%%

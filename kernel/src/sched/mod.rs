//! Scheduling
//!
//! Per-CPU ready queues plus the dispatch loop and the sleep/wakeup
//! protocol built on top of them.

pub mod queue;
mod scheduler;

pub use queue::ReadyQueues;
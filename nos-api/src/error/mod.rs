//! Error handling module for NOS operating system

use core::fmt;

/// Common error type used by the process core and its collaborators
#[derive(Debug, Clone, Copy, PartialEq, Eq)]
pub enum Error {
    /// Out of memory (page allocator or kernel heap exhausted)
    OutOfMemory,
    /// A capacity computation overflowed
    CapacityOverflow,
    /// The live-process limit has been reached
    ProcessTableFull,
    /// The caller has no children to wait for, or was killed while waiting
    NoChildren,
    /// There is no current process on this CPU
    NoProcess,
    /// No process with the requested pid exists
    NotFound,
    /// A user address was outside the process image
    BadAddress,
    /// Invalid argument
    InvalidArgument(&'static str),
}

impl Error {
    /// Value handed back across the syscall boundary.
    ///
    /// The kernel ABI reports every failure as `-1`.
    pub const fn errno(&self) -> isize {
        -1
    }
}

impl fmt::Display for Error {
    fn fmt(&self, f: &mut fmt::Formatter<'_>) -> fmt::Result {
        match self {
            Error::OutOfMemory => write!(f, "Out of memory"),
            Error::CapacityOverflow => write!(f, "Capacity overflow"),
            Error::ProcessTableFull => write!(f, "Process table full"),
            Error::NoChildren => write!(f, "No child processes"),
            Error::NoProcess => write!(f, "No current process"),
            Error::NotFound => write!(f, "No such process"),
            Error::BadAddress => write!(f, "Bad address"),
            Error::InvalidArgument(msg) => write!(f, "Invalid argument: {}", msg),
        }
    }
}

/// Result type for operations that can fail
pub type Result<T> = core::result::Result<T, Error>;
//! Process management types

use static_assertions::const_assert;

use crate::memory::PAGE_SIZE;

/// Process identifier. Pid 0 never names a live process.
pub type Pid = usize;

/// Per-process data for the trap handling code.
///
/// Sits in a page of its own just under the trampoline page in the user
/// page table, and is not mapped in the kernel page table. The trampoline
/// saves user registers here on trap entry, then loads the kernel fields
/// and jumps to the kernel trap handler.
#[repr(C)]
#[derive(Debug, Clone, Copy, Default)]
pub struct TrapFrame {
    /// Kernel page table
    pub kernel_satp: u64,
    /// Top of process's kernel stack
    pub kernel_sp: u64,
    /// Kernel trap handler
    pub kernel_trap: u64,
    /// Saved user program counter
    pub epc: u64,
    /// Saved kernel tp
    pub kernel_hartid: u64,
    pub ra: u64,
    pub sp: u64,
    pub gp: u64,
    pub tp: u64,
    pub t0: u64,
    pub t1: u64,
    pub t2: u64,
    pub s0: u64,
    pub s1: u64,
    pub a0: u64,
    pub a1: u64,
    pub a2: u64,
    pub a3: u64,
    pub a4: u64,
    pub a5: u64,
    pub a6: u64,
    pub a7: u64,
    pub s2: u64,
    pub s3: u64,
    pub s4: u64,
    pub s5: u64,
    pub s6: u64,
    pub s7: u64,
    pub s8: u64,
    pub s9: u64,
    pub s10: u64,
    pub s11: u64,
    pub t3: u64,
    pub t4: u64,
    pub t5: u64,
    pub t6: u64,
}

const_assert!(core::mem::size_of::<TrapFrame>() <= PAGE_SIZE);

/// Callee-saved registers for kernel context switches
#[repr(C)]
#[derive(Debug, Clone, Copy, Default)]
pub struct Context {
    pub ra: u64,
    pub sp: u64,
    pub s0: u64,
    pub s1: u64,
    pub s2: u64,
    pub s3: u64,
    pub s4: u64,
    pub s5: u64,
    pub s6: u64,
    pub s7: u64,
    pub s8: u64,
    pub s9: u64,
    pub s10: u64,
    pub s11: u64,
}

/// First function a freshly prepared kernel context runs.
/// Receives the argument given to `Arch::prepare_context`.
pub type ContextEntry = extern "C" fn(usize) -> !;
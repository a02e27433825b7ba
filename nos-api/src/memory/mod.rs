//! Memory management module

pub mod interface;
pub mod types;

// Re-export commonly used items
pub use interface::{AddressSpaceOps, HeapAllocator, KernelMemory};
pub use types::*;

%%

*TASK DETAILS*: Work out how many lines of the records contain the word "interface", and give only that number.

*RESULT*: 2